use sea_orm_migration::prelude::*;

pub struct Migrator;

#[async_trait::async_trait]
impl MigratorTrait for Migrator {
    fn migrations() -> Vec<Box<dyn MigrationTrait>> {
        vec![
            Box::new(m20240101_000001_create_customers_table::Migration),
            Box::new(m20240101_000002_create_vehicles_table::Migration),
            Box::new(m20240101_000003_create_users_table::Migration),
            Box::new(m20240101_000004_create_settings_table::Migration),
            Box::new(m20240101_000005_create_job_cards_table::Migration),
            Box::new(m20240101_000006_create_line_item_tables::Migration),
        ]
    }
}

#[derive(DeriveIden)]
pub enum Customers {
    Table,
    Id,
    Name,
    Phone,
    Email,
    CreatedAt,
}

#[derive(DeriveIden)]
pub enum Vehicles {
    Table,
    Id,
    CustomerId,
    RegistrationNo,
    Make,
    Model,
    CreatedAt,
}

#[derive(DeriveIden)]
pub enum Users {
    Table,
    Id,
    Name,
    Email,
    Role,
    CreatedAt,
}

#[derive(DeriveIden)]
pub enum Settings {
    Table,
    Key,
    Value,
    UpdatedAt,
}

#[derive(DeriveIden)]
pub enum JobCards {
    Table,
    Id,
    JobNo,
    CustomerId,
    VehicleId,
    Status,
    AssignedMechanicId,
    MechanicNotes,
    ServicesAmount,
    PartsAmount,
    TaxAmount,
    GrandTotal,
    DeletedAt,
    CreatedAt,
    UpdatedAt,
}

#[derive(DeriveIden)]
pub enum JobCardServices {
    Table,
    Id,
    JobCardId,
    Description,
    UnitPrice,
    Quantity,
    LineTotal,
    CreatedAt,
}

#[derive(DeriveIden)]
pub enum JobCardParts {
    Table,
    Id,
    JobCardId,
    Description,
    PartNumber,
    UnitPrice,
    Quantity,
    LineTotal,
    CreatedAt,
}

fn id_column<T: IntoIden>(name: T) -> ColumnDef {
    ColumnDef::new(name)
        .big_integer()
        .not_null()
        .auto_increment()
        .primary_key()
        .to_owned()
}

fn money_column<T: IntoIden>(name: T) -> ColumnDef {
    ColumnDef::new(name)
        .decimal()
        .not_null()
        .default(0)
        .to_owned()
}

mod m20240101_000001_create_customers_table {
    use super::*;

    pub struct Migration;

    impl MigrationName for Migration {
        fn name(&self) -> &str {
            "m20240101_000001_create_customers_table"
        }
    }

    #[async_trait::async_trait]
    impl MigrationTrait for Migration {
        async fn up(&self, manager: &SchemaManager) -> Result<(), DbErr> {
            manager
                .create_table(
                    Table::create()
                        .table(Customers::Table)
                        .if_not_exists()
                        .col(id_column(Customers::Id))
                        .col(ColumnDef::new(Customers::Name).string().not_null())
                        .col(ColumnDef::new(Customers::Phone).string().null())
                        .col(ColumnDef::new(Customers::Email).string().null())
                        .col(
                            ColumnDef::new(Customers::CreatedAt)
                                .timestamp_with_time_zone()
                                .not_null(),
                        )
                        .to_owned(),
                )
                .await
        }

        async fn down(&self, manager: &SchemaManager) -> Result<(), DbErr> {
            manager
                .drop_table(Table::drop().table(Customers::Table).to_owned())
                .await
        }
    }
}

mod m20240101_000002_create_vehicles_table {
    use super::*;

    pub struct Migration;

    impl MigrationName for Migration {
        fn name(&self) -> &str {
            "m20240101_000002_create_vehicles_table"
        }
    }

    #[async_trait::async_trait]
    impl MigrationTrait for Migration {
        async fn up(&self, manager: &SchemaManager) -> Result<(), DbErr> {
            manager
                .create_table(
                    Table::create()
                        .table(Vehicles::Table)
                        .if_not_exists()
                        .col(id_column(Vehicles::Id))
                        .col(ColumnDef::new(Vehicles::CustomerId).big_integer().not_null())
                        .col(ColumnDef::new(Vehicles::RegistrationNo).string().not_null())
                        .col(ColumnDef::new(Vehicles::Make).string().null())
                        .col(ColumnDef::new(Vehicles::Model).string().null())
                        .col(
                            ColumnDef::new(Vehicles::CreatedAt)
                                .timestamp_with_time_zone()
                                .not_null(),
                        )
                        .foreign_key(
                            ForeignKey::create()
                                .name("fk_vehicles_customer_id")
                                .from(Vehicles::Table, Vehicles::CustomerId)
                                .to(Customers::Table, Customers::Id)
                                .on_delete(ForeignKeyAction::Cascade),
                        )
                        .to_owned(),
                )
                .await
        }

        async fn down(&self, manager: &SchemaManager) -> Result<(), DbErr> {
            manager
                .drop_table(Table::drop().table(Vehicles::Table).to_owned())
                .await
        }
    }
}

mod m20240101_000003_create_users_table {
    use super::*;

    pub struct Migration;

    impl MigrationName for Migration {
        fn name(&self) -> &str {
            "m20240101_000003_create_users_table"
        }
    }

    #[async_trait::async_trait]
    impl MigrationTrait for Migration {
        async fn up(&self, manager: &SchemaManager) -> Result<(), DbErr> {
            manager
                .create_table(
                    Table::create()
                        .table(Users::Table)
                        .if_not_exists()
                        .col(id_column(Users::Id))
                        .col(ColumnDef::new(Users::Name).string().not_null())
                        .col(ColumnDef::new(Users::Email).string().not_null().unique_key())
                        .col(ColumnDef::new(Users::Role).string_len(20).not_null())
                        .col(
                            ColumnDef::new(Users::CreatedAt)
                                .timestamp_with_time_zone()
                                .not_null(),
                        )
                        .to_owned(),
                )
                .await
        }

        async fn down(&self, manager: &SchemaManager) -> Result<(), DbErr> {
            manager
                .drop_table(Table::drop().table(Users::Table).to_owned())
                .await
        }
    }
}

mod m20240101_000004_create_settings_table {
    use super::*;

    pub struct Migration;

    impl MigrationName for Migration {
        fn name(&self) -> &str {
            "m20240101_000004_create_settings_table"
        }
    }

    #[async_trait::async_trait]
    impl MigrationTrait for Migration {
        async fn up(&self, manager: &SchemaManager) -> Result<(), DbErr> {
            manager
                .create_table(
                    Table::create()
                        .table(Settings::Table)
                        .if_not_exists()
                        .col(
                            ColumnDef::new(Settings::Key)
                                .string_len(100)
                                .not_null()
                                .primary_key(),
                        )
                        .col(ColumnDef::new(Settings::Value).text().not_null())
                        .col(
                            ColumnDef::new(Settings::UpdatedAt)
                                .timestamp_with_time_zone()
                                .not_null(),
                        )
                        .to_owned(),
                )
                .await
        }

        async fn down(&self, manager: &SchemaManager) -> Result<(), DbErr> {
            manager
                .drop_table(Table::drop().table(Settings::Table).to_owned())
                .await
        }
    }
}

mod m20240101_000005_create_job_cards_table {
    use super::*;

    pub struct Migration;

    impl MigrationName for Migration {
        fn name(&self) -> &str {
            "m20240101_000005_create_job_cards_table"
        }
    }

    #[async_trait::async_trait]
    impl MigrationTrait for Migration {
        async fn up(&self, manager: &SchemaManager) -> Result<(), DbErr> {
            manager
                .create_table(
                    Table::create()
                        .table(JobCards::Table)
                        .if_not_exists()
                        .col(id_column(JobCards::Id))
                        .col(
                            ColumnDef::new(JobCards::JobNo)
                                .big_integer()
                                .not_null()
                                .unique_key(),
                        )
                        .col(ColumnDef::new(JobCards::CustomerId).big_integer().not_null())
                        .col(ColumnDef::new(JobCards::VehicleId).big_integer().not_null())
                        .col(
                            ColumnDef::new(JobCards::Status)
                                .string_len(20)
                                .not_null()
                                .default("OPEN"),
                        )
                        .col(ColumnDef::new(JobCards::AssignedMechanicId).big_integer().null())
                        .col(ColumnDef::new(JobCards::MechanicNotes).text().null())
                        .col(money_column(JobCards::ServicesAmount))
                        .col(money_column(JobCards::PartsAmount))
                        .col(money_column(JobCards::TaxAmount))
                        .col(money_column(JobCards::GrandTotal))
                        .col(
                            ColumnDef::new(JobCards::DeletedAt)
                                .timestamp_with_time_zone()
                                .null(),
                        )
                        .col(
                            ColumnDef::new(JobCards::CreatedAt)
                                .timestamp_with_time_zone()
                                .not_null(),
                        )
                        .col(
                            ColumnDef::new(JobCards::UpdatedAt)
                                .timestamp_with_time_zone()
                                .not_null(),
                        )
                        .foreign_key(
                            ForeignKey::create()
                                .name("fk_job_cards_customer_id")
                                .from(JobCards::Table, JobCards::CustomerId)
                                .to(Customers::Table, Customers::Id),
                        )
                        .foreign_key(
                            ForeignKey::create()
                                .name("fk_job_cards_vehicle_id")
                                .from(JobCards::Table, JobCards::VehicleId)
                                .to(Vehicles::Table, Vehicles::Id),
                        )
                        .foreign_key(
                            ForeignKey::create()
                                .name("fk_job_cards_assigned_mechanic_id")
                                .from(JobCards::Table, JobCards::AssignedMechanicId)
                                .to(Users::Table, Users::Id)
                                .on_delete(ForeignKeyAction::SetNull),
                        )
                        .to_owned(),
                )
                .await?;

            manager
                .create_index(
                    Index::create()
                        .name("idx_job_cards_status")
                        .table(JobCards::Table)
                        .col(JobCards::Status)
                        .if_not_exists()
                        .to_owned(),
                )
                .await
        }

        async fn down(&self, manager: &SchemaManager) -> Result<(), DbErr> {
            manager
                .drop_table(Table::drop().table(JobCards::Table).to_owned())
                .await
        }
    }
}

mod m20240101_000006_create_line_item_tables {
    use super::*;

    pub struct Migration;

    impl MigrationName for Migration {
        fn name(&self) -> &str {
            "m20240101_000006_create_line_item_tables"
        }
    }

    #[async_trait::async_trait]
    impl MigrationTrait for Migration {
        async fn up(&self, manager: &SchemaManager) -> Result<(), DbErr> {
            manager
                .create_table(
                    Table::create()
                        .table(JobCardServices::Table)
                        .if_not_exists()
                        .col(id_column(JobCardServices::Id))
                        .col(
                            ColumnDef::new(JobCardServices::JobCardId)
                                .big_integer()
                                .not_null(),
                        )
                        .col(ColumnDef::new(JobCardServices::Description).string().not_null())
                        .col(money_column(JobCardServices::UnitPrice))
                        .col(money_column(JobCardServices::Quantity))
                        .col(money_column(JobCardServices::LineTotal))
                        .col(
                            ColumnDef::new(JobCardServices::CreatedAt)
                                .timestamp_with_time_zone()
                                .not_null(),
                        )
                        .foreign_key(
                            ForeignKey::create()
                                .name("fk_job_card_services_job_card_id")
                                .from(JobCardServices::Table, JobCardServices::JobCardId)
                                .to(JobCards::Table, JobCards::Id)
                                .on_delete(ForeignKeyAction::Cascade),
                        )
                        .to_owned(),
                )
                .await?;

            manager
                .create_table(
                    Table::create()
                        .table(JobCardParts::Table)
                        .if_not_exists()
                        .col(id_column(JobCardParts::Id))
                        .col(ColumnDef::new(JobCardParts::JobCardId).big_integer().not_null())
                        .col(ColumnDef::new(JobCardParts::Description).string().not_null())
                        .col(ColumnDef::new(JobCardParts::PartNumber).string().null())
                        .col(money_column(JobCardParts::UnitPrice))
                        .col(money_column(JobCardParts::Quantity))
                        .col(money_column(JobCardParts::LineTotal))
                        .col(
                            ColumnDef::new(JobCardParts::CreatedAt)
                                .timestamp_with_time_zone()
                                .not_null(),
                        )
                        .foreign_key(
                            ForeignKey::create()
                                .name("fk_job_card_parts_job_card_id")
                                .from(JobCardParts::Table, JobCardParts::JobCardId)
                                .to(JobCards::Table, JobCards::Id)
                                .on_delete(ForeignKeyAction::Cascade),
                        )
                        .to_owned(),
                )
                .await
        }

        async fn down(&self, manager: &SchemaManager) -> Result<(), DbErr> {
            manager
                .drop_table(Table::drop().table(JobCardParts::Table).to_owned())
                .await?;
            manager
                .drop_table(Table::drop().table(JobCardServices::Table).to_owned())
                .await
        }
    }
}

________________________

Look through the entries above. Copy each line in which the string "enum" occurs.

pub enum Customers {
pub enum Vehicles {
pub enum Users {
pub enum Settings {
pub enum JobCards {
pub enum JobCardServices {
pub enum JobCardParts {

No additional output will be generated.